Increase funding available for affordable housing for seniors: The report specifically calls upon the state to restore a $600 million annual contribution to an affordable housing trust fund, which was siphoned off to other purposes by the Christie administration. This would help the significant percentage of seniors that spend more than 38 percent of their income on housing, well above the recommended amount of 30 percent. According to the report, since seniors are paying too much for housing, many seniors are left short of funds for food and medical care.

Increase the number of rental subsidies available for seniors: The report notes that New Jersey is the most unaffordable state in the nation for a senior to rent an apartment, but that the current State Rental Assistance program only serves 4,000 people.

Establish a NJ Statewide Housing Director to coordinate housing programs: “Currently affordable housing programs are part of several different agencies in state government creating “silos” in which each agency handles its own housing programs. A dedicated position and office at the cabinet level could normalize eligibility criteria, standardize application forms, centralize housing lists, and coordinate entry into programs to make it easier for seniors to access affordable and appropriate places to live,” the report says.

Facilitate a statewide Affordable Housing Needs Assessment: A comprehensive assessment of statewide data would help with planning.

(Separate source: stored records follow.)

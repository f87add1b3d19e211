use std::collections::{BTreeMap, BTreeSet};

use serde::{Deserialize, Serialize};

use crate::error::SessionError;

/// Links a course-level outcome (CPMK) to a programme-level outcome (CPL).
/// Codes are opaque.
#[derive(Debug, Clone, PartialEq, Serialize, Deserialize)]
pub struct CurriculumMapping {
    #[serde(rename = "Kode_MK")]
    pub course_code: String,
    #[serde(rename = "Nama_MK")]
    pub course_name: String,
    #[serde(rename = "CPMK")]
    pub cpmk: String,
    #[serde(rename = "CPL")]
    pub cpl: String,
    #[serde(rename = "Bobot")]
    pub weight: f64,
}

#[derive(Debug, Clone, PartialEq, Serialize)]
pub struct CplCoverage {
    pub cpl: String,
    pub courses: usize,
    pub cpmk_count: usize,
    pub total_weight: f64,
}

/// Mapping table kept in insertion order. A course maps each CPMK at most once.
#[derive(Debug, Clone, Default)]
pub struct CurriculumTable {
    entries: Vec<CurriculumMapping>,
}

impl CurriculumTable {
    pub fn from_entries(
        entries: impl IntoIterator<Item = CurriculumMapping>,
    ) -> Result<Self, SessionError> {
        let mut table = Self::default();
        for entry in entries {
            table.insert(entry)?;
        }
        Ok(table)
    }

    pub fn insert(&mut self, mapping: CurriculumMapping) -> Result<(), SessionError> {
        if self.position(&mapping.course_code, &mapping.cpmk).is_some() {
            return Err(SessionError::DuplicateMapping {
                course: mapping.course_code,
                cpmk: mapping.cpmk,
            });
        }
        self.entries.push(mapping);
        Ok(())
    }

    pub fn remove(&mut self, course_code: &str, cpmk: &str) -> Result<CurriculumMapping, SessionError> {
        let index = self
            .position(course_code, cpmk)
            .ok_or_else(|| SessionError::MappingNotFound {
                course: course_code.to_string(),
                cpmk: cpmk.to_string(),
            })?;
        Ok(self.entries.remove(index))
    }

    pub fn for_cpl<'a>(&'a self, cpl: &'a str) -> impl Iterator<Item = &'a CurriculumMapping> + 'a {
        self.entries.iter().filter(move |entry| entry.cpl == cpl)
    }

    pub fn cpl_coverage(&self) -> Vec<CplCoverage> {
        let mut groups: BTreeMap<&str, (BTreeSet<&str>, BTreeSet<&str>, f64)> = BTreeMap::new();

        for entry in &self.entries {
            let group = groups
                .entry(entry.cpl.as_str())
                .or_insert_with(|| (BTreeSet::new(), BTreeSet::new(), 0.0));
            group.0.insert(entry.course_code.as_str());
            group.1.insert(entry.cpmk.as_str());
            group.2 += entry.weight;
        }

        groups
            .into_iter()
            .map(|(cpl, (courses, cpmks, total_weight))| CplCoverage {
                cpl: cpl.to_string(),
                courses: courses.len(),
                cpmk_count: cpmks.len(),
                total_weight,
            })
            .collect()
    }

    pub fn iter(&self) -> impl Iterator<Item = &CurriculumMapping> {
        self.entries.iter()
    }

    pub fn len(&self) -> usize {
        self.entries.len()
    }

    pub fn is_empty(&self) -> bool {
        self.entries.is_empty()
    }

    fn position(&self, course_code: &str, cpmk: &str) -> Option<usize> {
        self.entries
            .iter()
            .position(|entry| entry.course_code == course_code && entry.cpmk == cpmk)
    }
}
use thiserror::Error;

use crate::roles::Role;

/// Failure of a single spreadsheet row. Recorded in the result table, never
/// propagated out of the batch.
#[derive(Debug, Clone, PartialEq, Eq, Error)]
pub enum RowError {
    #[error("Department \"{0}\" is not recognized")]
    UnrecognizedDepartment(String),

    #[error("column {column} is not valid UTF-8")]
    InvalidEncoding { column: String },

    #[error("missing value for {field}")]
    MissingField { field: &'static str },

    #[error("invalid value \"{value}\" for {field}: {reason}")]
    InvalidNumber {
        field: &'static str,
        value: String,
        reason: String,
    },
}

/// Request-level failures. These stop the operation that raised them.
#[derive(Debug, Clone, PartialEq, Eq, Error)]
pub enum SessionError {
    #[error("unknown role \"{0}\" (expected student, instructor, program-admin or system-admin)")]
    UnknownRole(String),

    #[error("no student record with NIM {0}")]
    RecordNotFound(String),

    #[error("a student record with NIM {0} already exists")]
    DuplicateRecord(String),

    #[error("role {role} is not allowed to {action}")]
    PermissionDenied { role: Role, action: &'static str },

    #[error("role {role} has reached its prediction limit of {limit}")]
    PredictionLimitReached { role: Role, limit: u32 },

    #[error("Department \"{0}\" is not recognized")]
    UnrecognizedDepartment(String),

    #[error(transparent)]
    InvalidInput(#[from] RowError),

    #[error("no mapping of {cpmk} for course {course}")]
    MappingNotFound { course: String, cpmk: String },

    #[error("course {course} already maps {cpmk}")]
    DuplicateMapping { course: String, cpmk: String },
}
use anyhow::Context;
use clap::ValueEnum;

use crate::roles::Role;

pub const ROLE_ENV: &str = "GRADPRED_ROLE";
pub const LOG_ENV: &str = "GRADPRED_LOG";
pub const FORMAT_ENV: &str = "GRADPRED_FORMAT";

#[derive(Debug, Clone, Copy, PartialEq, Eq, ValueEnum)]
pub enum OutputFormat {
    Table,
    Json,
}

/// Settings resolved from flags, then `GRADPRED_*` variables, then defaults.
#[derive(Debug, Clone)]
pub struct AppConfig {
    pub role: Role,
    pub log_level: String,
    pub format: OutputFormat,
}

impl AppConfig {
    pub fn resolve(role: &str, log_level: &str, format: OutputFormat) -> anyhow::Result<Self> {
        let role = role
            .parse::<Role>()
            .with_context(|| format!("invalid --role / {ROLE_ENV}"))?;
        Ok(Self {
            role,
            log_level: log_level.to_string(),
            format,
        })
    }

    /// Installs the stderr log subscriber. `RUST_LOG` overrides the
    /// configured level.
    pub fn init_tracing(&self) {
        let filter = tracing_subscriber::EnvFilter::try_from_default_env()
            .unwrap_or_else(|_| tracing_subscriber::EnvFilter::new(&self.log_level));
        // Only fails when a global subscriber is already installed.
        let _ = tracing_subscriber::fmt()
            .with_env_filter(filter)
            .with_writer(std::io::stderr)
            .try_init();
    }
}

#[cfg(test)]
mod tests {
    use super::*;

    #[test]
    fn resolves_role_aliases() {
        let config = AppConfig::resolve("kaprodi", "debug", OutputFormat::Json).unwrap();
        assert_eq!(config.role, Role::ProgramAdmin);
        assert_eq!(config.log_level, "debug");
        assert_eq!(config.format, OutputFormat::Json);
    }

    #[test]
    fn tracing_can_be_initialised_twice() {
        let config = AppConfig::resolve("student", "warn", OutputFormat::Table).unwrap();
        config.init_tracing();
        config.init_tracing();
    }

    #[test]
    fn unknown_role_fails_instead_of_granting_admin() {
        let err = AppConfig::resolve("superuser", "info", OutputFormat::Table).unwrap_err();
        assert!(format!("{err:#}").contains("unknown role \"superuser\""));
    }
}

Establish a one-stop system for those seeking affordable housing: A one-stop office would help seniors apply for housing efficiently rather than going from housing development to housing development and joining multiple waiting lists while applying to multiple agencies for subsidies.

Develop and implement innovative Housing First supportive housing pilots: The pilot would allow low-income seniors to remain in their current apartments as long as possible by providing funding for unit modifications and supportive services. It would apply to people who are homeless, institutionalized, or housing insecure.

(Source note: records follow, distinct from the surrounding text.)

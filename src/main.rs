use std::path::{Path, PathBuf};

use anyhow::Context;
use clap::{Args, Parser, Subcommand};
use serde_json::json;
use tracing::{debug, info};

mod batch;
mod config;
mod curriculum;
mod error;
mod features;
mod models;
mod report;
mod roles;
mod rule;
mod session;
mod sheet;

use config::{AppConfig, OutputFormat};
use curriculum::{CurriculumMapping, CurriculumTable};
use error::SessionError;
use models::{BatchResultRow, Department, Label, PredictionResult, StudentRecord};
use roles::Role;
use session::Session;

#[derive(Parser)]
#[command(name = "graduation-predictor")]
#[command(about = "Role-gated graduation outlook for student transcripts", long_about = None)]
struct Cli {
    /// student, instructor, program-admin or system-admin
    #[arg(long, global = true, env = config::ROLE_ENV, default_value = "student")]
    role: String,
    #[arg(long, global = true, env = config::LOG_ENV, default_value = "info")]
    log_level: String,
    #[arg(long, global = true, env = config::FORMAT_ENV, value_enum, default_value_t = OutputFormat::Table)]
    format: OutputFormat,
    #[command(subcommand)]
    command: Commands,
}

#[derive(Subcommand)]
enum Commands {
    /// Show the capabilities of the active role
    Roles {
        #[arg(long)]
        all: bool,
    },
    /// Predict every row of an uploaded CSV
    Batch {
        #[arg(long)]
        csv: PathBuf,
        #[arg(long)]
        out: Option<PathBuf>,
        /// LULUS or TIDAK LULUS
        #[arg(long)]
        label: Option<Label>,
        #[arg(long)]
        department: Option<String>,
    },
    /// Predict an uploaded CSV and write a markdown report
    Report {
        #[arg(long)]
        csv: PathBuf,
        #[arg(long)]
        scope: Option<String>,
        #[arg(long, default_value = "report.md")]
        out: PathBuf,
    },
    /// Predict stored students by NIM
    ///
    /// The role's prediction limit is counted within this one invocation.
    Predict {
        #[arg(long)]
        records: PathBuf,
        #[arg(long = "nim", required = true)]
        nims: Vec<String>,
    },
    /// Predict a single student from form input
    ///
    /// The role's prediction limit is counted within this one invocation.
    Assess(RecordArgs),
    /// Manage the transcript table
    Records {
        #[arg(long)]
        file: PathBuf,
        #[command(subcommand)]
        action: RecordsAction,
    },
    /// Manage the CPMK/CPL curriculum mapping table
    Curriculum {
        #[arg(long)]
        file: PathBuf,
        #[command(subcommand)]
        action: CurriculumAction,
    },
}

#[derive(Subcommand)]
enum RecordsAction {
    List,
    Add(RecordArgs),
    Update(RecordArgs),
    Remove {
        #[arg(long)]
        nim: String,
    },
}

#[derive(Subcommand)]
enum CurriculumAction {
    List {
        #[arg(long)]
        cpl: Option<String>,
    },
    Add {
        #[arg(long)]
        course: String,
        #[arg(long)]
        name: String,
        #[arg(long)]
        cpmk: String,
        #[arg(long)]
        cpl: String,
        #[arg(long, default_value_t = 1.0)]
        weight: f64,
    },
    Remove {
        #[arg(long)]
        course: String,
        #[arg(long)]
        cpmk: String,
    },
    Coverage,
}

#[derive(Args)]
struct RecordArgs {
    #[arg(long)]
    name: String,
    #[arg(long)]
    nim: String,
    #[arg(long)]
    department: String,
    #[arg(long)]
    ipk: f64,
    #[arg(long)]
    sks: i64,
    #[arg(long)]
    score: f64,
    #[arg(long)]
    attendance: f64,
    #[arg(long)]
    assignments: i64,
    #[arg(long)]
    evaluation: f64,
    #[arg(long)]
    terms: i64,
}

impl RecordArgs {
    fn into_record(self) -> Result<StudentRecord, SessionError> {
        let department = Department::lookup(&self.department)
            .ok_or_else(|| SessionError::UnrecognizedDepartment(self.department.clone()))?;
        Ok(StudentRecord {
            name: self.name,
            nim: self.nim,
            department,
            gpa: self.ipk,
            credits: self.sks,
            avg_score: self.score,
            attendance: self.attendance,
            assignments: self.assignments,
            evaluation_score: self.evaluation,
            duration_terms: self.terms,
        })
    }
}

fn main() -> anyhow::Result<()> {
    let cli = Cli::parse();
    let config = AppConfig::resolve(&cli.role, &cli.log_level, cli.format)?;
    config.init_tracing();

    let mut session = Session::new(config.role);
    info!(session = %session.id(), role = %config.role, "session started");

    let result = dispatch(&mut session, &config, cli.command);

    for entry in session.activity() {
        debug!(session = %session.id(), at = %entry.at, action = %entry.action, "activity");
    }
    result
}

fn dispatch(session: &mut Session, config: &AppConfig, command: Commands) -> anyhow::Result<()> {
    match command {
        Commands::Roles { all } => {
            let roles: Vec<Role> = if all {
                Role::ALL.to_vec()
            } else {
                vec![session.role()]
            };
            print_roles(config.format, &roles)?;
        }
        Commands::Batch {
            csv,
            out,
            label,
            department,
        } => {
            let rows = sheet::read_upload(&csv)?;
            let results = session.run_batch(&rows)?;

            let mut shown: Vec<&BatchResultRow> = results.iter().collect();
            if let Some(label) = label {
                shown = batch::filter_by_label(shown, label);
            }
            if let Some(department) = department.as_deref() {
                shown = batch::filter_by_department(shown, department);
            }
            print_batch(config.format, &results, &shown)?;

            if let Some(out) = out {
                sheet::write_results(&out, &results)?;
                session.mark_exported();
                println!("Results written to {}.", out.display());
            }
        }
        Commands::Report { csv, scope, out } => {
            let rows = sheet::read_upload(&csv)?;
            let results = session.run_batch(&rows)?;
            let report = report::build_report(
                scope.as_deref(),
                &session.capabilities(),
                &results,
                chrono::Utc::now(),
            );
            std::fs::write(&out, report)
                .with_context(|| format!("failed to write {}", out.display()))?;
            println!("Report written to {}.", out.display());
        }
        Commands::Predict { records, nims } => {
            session.load_records(sheet::read_records(&records)?);
            let (predictions, failure) = session.predict_nims(nims.iter().map(String::as_str));
            print_predictions(config.format, &predictions)?;
            info!(served = session.predictions_made(), "predictions served");
            if let Some(err) = failure {
                return Err(err.into());
            }
        }
        Commands::Assess(args) => {
            let record = args.into_record()?;
            let prediction = session.predict_record(&record)?;
            print_predictions(config.format, &[(record, prediction)])?;
            info!(served = session.predictions_made(), "predictions served");
        }
        Commands::Records { file, action } => {
            session.load_records(load_or_empty(&file, sheet::read_records)?);
            run_records(session, config, &file, action)?;
        }
        Commands::Curriculum { file, action } => {
            let table = CurriculumTable::from_entries(load_or_empty(&file, sheet::read_mappings)?)?;
            session.load_mappings(table);
            run_curriculum(session, config, &file, action)?;
        }
    }

    Ok(())
}
use crate::models::{DerivedFeatures, StudentRecord};

/// Computes the display features shown next to every prediction.
///
/// The two per-term ratios are 0 when `duration_terms` is not positive.
pub fn derive_features(
    gpa: f64,
    avg_score: f64,
    attendance: f64,
    assignments: i64,
    credits: i64,
    duration_terms: i64,
) -> DerivedFeatures {
    let (study_efficiency, credits_per_term) = if duration_terms > 0 {
        let terms = duration_terms as f64;
        (gpa / terms, credits as f64 / terms)
    } else {
        (0.0, 0.0)
    };

    DerivedFeatures {
        academic_performance: gpa * 0.6 + avg_score * 0.4 / 100.0,
        engagement_score: attendance * 0.7 + assignments as f64 * 0.3,
        study_efficiency,
        credits_per_term,
    }
}

impl StudentRecord {
    pub fn features(&self) -> DerivedFeatures {
        derive_features(
            self.gpa,
            self.avg_score,
            self.attendance,
            self.assignments,
            self.credits,
            self.duration_terms,
        )
    }
}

Promote policies that allow seniors to age in place: This would include a tax credit for retrofitting existing homes and requiring new units to use universal design standards in order to create more housing available to seniors.

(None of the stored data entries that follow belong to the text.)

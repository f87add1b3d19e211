use std::fmt;
use std::str::FromStr;

use serde::Serialize;

use crate::error::SessionError;

#[derive(Debug, Clone, Copy, PartialEq, Eq, Hash, Serialize)]
#[serde(rename_all = "kebab-case")]
pub enum Role {
    Student,
    Instructor,
    ProgramAdmin,
    SystemAdmin,
}

/// Feature flags granted to a role. `prediction_limit` of `None` means
/// unlimited.
#[derive(Debug, Clone, Copy, PartialEq, Eq, Serialize)]
pub struct RoleCapabilities {
    pub can_view_advanced_analysis: bool,
    pub can_administer: bool,
    pub can_batch_upload: bool,
    pub prediction_limit: Option<u32>,
    pub can_manage_spreadsheets: bool,
    pub can_manage_curriculum_mapping: bool,
}

/// A single gated feature, checked through [`RoleCapabilities::allows`].
#[derive(Debug, Clone, Copy, PartialEq, Eq)]
pub enum Capability {
    AdvancedAnalysis,
    Administer,
    BatchUpload,
    ManageSpreadsheets,
    ManageCurriculumMapping,
}

impl Capability {
    pub fn action(self) -> &'static str {
        match self {
            Capability::AdvancedAnalysis => "view advanced analysis",
            Capability::Administer => "use administration features",
            Capability::BatchUpload => "upload batch predictions",
            Capability::ManageSpreadsheets => "manage student spreadsheets",
            Capability::ManageCurriculumMapping => "manage curriculum mapping",
        }
    }
}

impl Role {
    pub const ALL: [Role; 4] = [
        Role::Student,
        Role::Instructor,
        Role::ProgramAdmin,
        Role::SystemAdmin,
    ];

    pub fn capabilities(self) -> RoleCapabilities {
        match self {
            Role::Student => RoleCapabilities {
                can_view_advanced_analysis: false,
                can_administer: false,
                can_batch_upload: false,
                prediction_limit: Some(3),
                can_manage_spreadsheets: false,
                can_manage_curriculum_mapping: false,
            },
            Role::Instructor => RoleCapabilities {
                can_view_advanced_analysis: true,
                can_administer: false,
                can_batch_upload: true,
                prediction_limit: Some(10),
                can_manage_spreadsheets: false,
                can_manage_curriculum_mapping: false,
            },
            Role::ProgramAdmin => RoleCapabilities {
                can_view_advanced_analysis: false,
                can_administer: false,
                can_batch_upload: false,
                prediction_limit: None,
                can_manage_spreadsheets: false,
                can_manage_curriculum_mapping: true,
            },
            Role::SystemAdmin => RoleCapabilities {
                can_view_advanced_analysis: true,
                can_administer: true,
                can_batch_upload: true,
                prediction_limit: None,
                can_manage_spreadsheets: true,
                can_manage_curriculum_mapping: true,
            },
        }
    }

    /// Label shown on the dashboard header.
    pub fn title(self) -> &'static str {
        match self {
            Role::Student => "Mahasiswa",
            Role::Instructor => "Dosen",
            Role::ProgramAdmin => "Kaprodi",
            Role::SystemAdmin => "Admin",
        }
    }
}

impl RoleCapabilities {
    pub fn allows(&self, capability: Capability) -> bool {
        match capability {
            Capability::AdvancedAnalysis => self.can_view_advanced_analysis,
            Capability::Administer => self.can_administer,
            Capability::BatchUpload => self.can_batch_upload,
            Capability::ManageSpreadsheets => self.can_manage_spreadsheets,
            Capability::ManageCurriculumMapping => self.can_manage_curriculum_mapping,
        }
    }
}

impl fmt::Display for Role {
    fn fmt(&self, f: &mut fmt::Formatter<'_>) -> fmt::Result {
        let name = match self {
            Role::Student => "student",
            Role::Instructor => "instructor",
            Role::ProgramAdmin => "program-admin",
            Role::SystemAdmin => "system-admin",
        };
        f.write_str(name)
    }
}

// Unrecognized names are rejected instead of falling through to admin.
impl FromStr for Role {
    type Err = SessionError;

    fn from_str(value: &str) -> Result<Self, Self::Err> {
        match value.trim().to_ascii_lowercase().as_str() {
            "student" | "mahasiswa" => Ok(Role::Student),
            "instructor" | "dosen" => Ok(Role::Instructor),
            "program-admin" | "program_admin" | "kaprodi" => Ok(Role::ProgramAdmin),
            "system-admin" | "system_admin" | "admin" => Ok(Role::SystemAdmin),
            _ => Err(SessionError::UnknownRole(value.to_string())),
        }
    }
}

#[cfg(test)]
mod tests {
    use super::*;

    #[test]
    fn prediction_limits_follow_role_table() {
        assert_eq!(Role::Student.capabilities().prediction_limit, Some(3));
        assert_eq!(Role::Instructor.capabilities().prediction_limit, Some(10));
        assert_eq!(Role::ProgramAdmin.capabilities().prediction_limit, None);
        assert_eq!(Role::SystemAdmin.capabilities().prediction_limit, None);
    }

    #[test]
    fn program_admin_only_manages_curriculum() {
        let caps = Role::ProgramAdmin.capabilities();
        assert!(caps.can_manage_curriculum_mapping);
        assert!(!caps.can_view_advanced_analysis);
        assert!(!caps.can_administer);
        assert!(!caps.can_batch_upload);
        assert!(!caps.can_manage_spreadsheets);
    }

    #[test]
    fn system_admin_allows_everything() {
        let caps = Role::SystemAdmin.capabilities();
        for capability in [
            Capability::AdvancedAnalysis,
            Capability::Administer,
            Capability::BatchUpload,
            Capability::ManageSpreadsheets,
            Capability::ManageCurriculumMapping,
        ] {
            assert!(caps.allows(capability));
        }
    }

    #[test]
    fn instructor_can_batch_but_not_administer() {
        let caps = Role::Instructor.capabilities();
        assert!(caps.allows(Capability::BatchUpload));
        assert!(caps.allows(Capability::AdvancedAnalysis));
        assert!(!caps.allows(Capability::Administer));
        assert!(!caps.allows(Capability::ManageSpreadsheets));
    }

    #[test]
    fn parses_names_and_aliases() {
        assert_eq!("Student".parse::<Role>(), Ok(Role::Student));
        assert_eq!("dosen".parse::<Role>(), Ok(Role::Instructor));
        assert_eq!("program_admin".parse::<Role>(), Ok(Role::ProgramAdmin));
        assert_eq!(" ADMIN ".parse::<Role>(), Ok(Role::SystemAdmin));
    }

    #[test]
    fn unknown_role_is_rejected_not_promoted() {
        let err = "guest".parse::<Role>().unwrap_err();
        assert_eq!(err, SessionError::UnknownRole("guest".to_string()));
    }

    #[test]
    fn display_round_trips_through_parse() {
        for role in Role::ALL {
            assert_eq!(role.to_string().parse::<Role>(), Ok(role));
        }
    }
}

Advocate for a cap on each homeowner’s annual property tax assessment: This would be based on a percentage of the senior’s income, along with implementing a flat homestead exemption without means testing.

Provide incentives for landlords. Landlords should get a tax break for not raising the rent too much so that seniors can stay in their current apartments.

Reintroduce the Municipal Volunteer Property Tax Reduction Act, which would allow seniors to do volunteer work in municipalities in exchange for a reduction in property taxes.